The $5 billion valuation of Nuvalent (NUVL), primarily based on Phase 1 data for its next-gen ALK TKI, highlights the enormous value potential of NVCT, especially considering that ALK (8,000 patients) is a relatively small subset of the total SRC/YES1 opportunity of 70,000 new patients annually, including 40,000 patients in NSCLC.
In the near term, NVCT is poised for a significant run-up into AACR in April. Additionally, its likely inclusion in the Russell 2000 Index could trigger the acquisition of 1 million shares—against a small float— by index funds.
With NXP900 effectively shutting down nearly all oncogenic signaling in its target cancers, we are confident that this molecule will be a major value driver. The market is completely overlooking this opportunity, making it even more compelling.
Other NXP900 publications on Nuvectis Pharma’s website can be found here
Risks of Investing in Development-Stage Biotech Stocks
Investing in development-stage biotech stocks carries significant risks that investors should carefully consider.

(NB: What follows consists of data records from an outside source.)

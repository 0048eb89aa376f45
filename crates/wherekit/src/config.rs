//! Builder configuration: alias, parameter naming and reference syntax.

use crate::error::{WrapperError, WrapperResult};
use crate::ident::is_plain_word;
use serde::{Deserialize, Serialize};

/// Alias used when none is configured.
pub const DEFAULT_ALIAS: &str = "ew";

/// Prefix of generated parameter names (`MPGENVAL1`, `MPGENVAL2`, ...).
pub const DEFAULT_PARAM_PREFIX: &str = "MPGENVAL";

/// Accessor segment between the alias and the parameter name in a bind reference.
///
/// Statement compilers resolve `<alias>.paramNameValuePairs.<name>` against the
/// builder's [`ParamTable`](crate::ParamTable).
pub const PARAM_ACCESSOR: &str = "paramNameValuePairs";

/// Syntax of bind references embedded in rendered text.
#[derive(Debug, Clone, Copy, Default, PartialEq, Eq, Serialize, Deserialize)]
#[serde(rename_all = "snake_case")]
pub enum ReferenceStyle {
    /// `ew.paramNameValuePairs.MPGENVAL1`
    #[default]
    Bare,
    /// `#{ew.paramNameValuePairs.MPGENVAL1}`
    Mybatis,
}

/// Configuration shared by a wrapper and every nested group it spawns.
///
/// Deserializable so an embedding layer can keep it next to its own settings:
///
/// ```ignore
/// [conditions]
/// alias = "sub"
/// reference_style = "mybatis"
/// ```
#[derive(Debug, Clone, PartialEq, Eq, Serialize, Deserialize)]
#[serde(default, deny_unknown_fields)]
pub struct WrapperConfig {
    /// Bind-variable namespace. Must differ between wrappers merged into one statement.
    pub alias: String,
    /// Prefix for generated parameter names.
    pub param_prefix: String,
    /// Reference syntax.
    pub reference_style: ReferenceStyle,
}

impl Default for WrapperConfig {
    fn default() -> Self {
        Self {
            alias: DEFAULT_ALIAS.to_string(),
            param_prefix: DEFAULT_PARAM_PREFIX.to_string(),
            reference_style: ReferenceStyle::Bare,
        }
    }
}

impl WrapperConfig {
    /// Default configuration.
    pub fn new() -> Self {
        Self::default()
    }

    /// Set the alias. An empty alias falls back to [`DEFAULT_ALIAS`].
    pub fn alias(mut self, alias: impl Into<String>) -> Self {
        let alias = alias.into();
        self.alias = if alias.is_empty() {
            DEFAULT_ALIAS.to_string()
        } else {
            alias
        };
        self
    }

    /// Set the prefix for generated parameter names.
    pub fn param_prefix(mut self, prefix: impl Into<String>) -> Self {
        self.param_prefix = prefix.into();
        self
    }

    /// Set how bind references are written.
    pub fn reference_style(mut self, style: ReferenceStyle) -> Self {
        self.reference_style = style;
        self
    }

    /// Check that alias and prefix can be embedded in bind references.
    pub fn validate(&self) -> WrapperResult<()> {
        if !is_plain_word(&self.alias) {
            return Err(WrapperError::InvalidAlias(self.alias.clone()));
        }
        if !is_plain_word(&self.param_prefix) {
            return Err(WrapperError::invalid_config(format!(
                "param_prefix '{}' must match [A-Za-z_][A-Za-z0-9_]*",
                self.param_prefix
            )));
        }
        Ok(())
    }

    /// Format the bind reference for a generated parameter name.
    pub fn reference(&self, name: &str) -> String {
        match self.reference_style {
            ReferenceStyle::Bare => format!("{}.{PARAM_ACCESSOR}.{name}", self.alias),
            ReferenceStyle::Mybatis => format!("#{{{}.{PARAM_ACCESSOR}.{name}}}", self.alias),
        }
    }
}

#[cfg(test)]
mod tests {
    use super::*;

    #[test]
    fn defaults() {
        let config = WrapperConfig::default();
        assert_eq!(config.alias, "ew");
        assert_eq!(config.param_prefix, "MPGENVAL");
        assert_eq!(config.reference_style, ReferenceStyle::Bare);
        assert!(config.validate().is_ok());
    }

    #[test]
    fn reference_styles() {
        let bare = WrapperConfig::new();
        assert_eq!(bare.reference("MPGENVAL3"), "ew.paramNameValuePairs.MPGENVAL3");

        let mybatis = WrapperConfig::new()
            .alias("sub")
            .reference_style(ReferenceStyle::Mybatis);
        assert_eq!(
            mybatis.reference("MPGENVAL3"),
            "#{sub.paramNameValuePairs.MPGENVAL3}"
        );
    }

    #[test]
    fn empty_alias_falls_back() {
        assert_eq!(WrapperConfig::new().alias("").alias, DEFAULT_ALIAS);
    }

    #[test]
    fn validate_rejects_bad_alias_and_prefix() {
        assert_eq!(
            WrapperConfig::new().alias("e w").validate(),
            Err(WrapperError::InvalidAlias("e w".into()))
        );
        assert!(matches!(
            WrapperConfig::new().param_prefix("P-").validate(),
            Err(WrapperError::InvalidConfig(_))
        ));
    }

    #[test]
    fn deserializes_from_json_with_defaults() {
        let config: WrapperConfig =
            serde_json::from_str(r#"{"alias":"sub","reference_style":"mybatis"}"#).unwrap();
        assert_eq!(config.alias, "sub");
        assert_eq!(config.param_prefix, DEFAULT_PARAM_PREFIX);
        assert_eq!(config.reference_style, ReferenceStyle::Mybatis);
    }

    #[test]
    fn deserializes_from_toml() {
        let config: WrapperConfig = toml::from_str(
            r#"
            alias = "orders"
            param_prefix = "P"
            "#,
        )
        .unwrap();
        assert_eq!(config.alias, "orders");
        assert_eq!(config.reference("P1"), "orders.paramNameValuePairs.P1");
    }

    #[test]
    fn rejects_unknown_keys() {
        let err = serde_json::from_str::<WrapperConfig>(r#"{"alais":"x"}"#);
        assert!(err.is_err());
    }
}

These companies are typically focused on research and development of new therapies, drugs, or technologies, and their success is often contingent upon achieving regulatory approval, securing funding, and commercializing their products. Key risks include:
1 Regulatory Approval: The majority of development-stage biotech companies rely on successful clinical trials and subsequent approval from regulatory bodies such as the FDA. Failure to meet clinical endpoints or obtain regulatory approval can lead to significant financial losses.
2 High Failure Rates: Many therapies and drugs in development never reach the market due to safety concerns, lack of efficacy, or other unforeseen challenges.
3 Capital Intensity: Developing biotechnology products is costly, and these companies often depend on external financing. Dilution of existing shareholders through equity offerings is common.
4 Market Competition: Even if a product is successfully developed, it may face intense competition from other biotech firms or larger pharmaceutical companies with more resources.
5 Uncertain Revenue: Until a product is approved and commercialized, development-stage biotech companies often have little to no revenue, making their valuation speculative and highly volatile.
6 Economic and Market Conditions: Broader market or economic downturns can disproportionately impact biotech stocks, especially those reliant on high-risk capital.
Investors should thoroughly research and understand the unique risks associated with individual companies and consider their own risk tolerance before investing in development-stage biotech stocks.
Disclosure Statement
This report on Nuvectis Pharma Inc has been prepared solely for informational purposes. We confirm that we are not being compensated for the preparation or dissemination of this report. Furthermore, we currently own shares of NVCT. Please note that we are under no obligation to provide updates to the market regarding the sale or purchase of NVCT shares in the future.
We are not registered investment advisers, and this report does not constitute investment advice. Additionally, we do not make any representations or warranties regarding the accuracy, completeness, or reliability of the information contained herein. Readers are encouraged to conduct their own due diligence and consult with a qualified financial professional before making any investment decisions. We believe that this disclosure is made in compliance with applicable regulations and to provide transparency about our position in the subject of this report.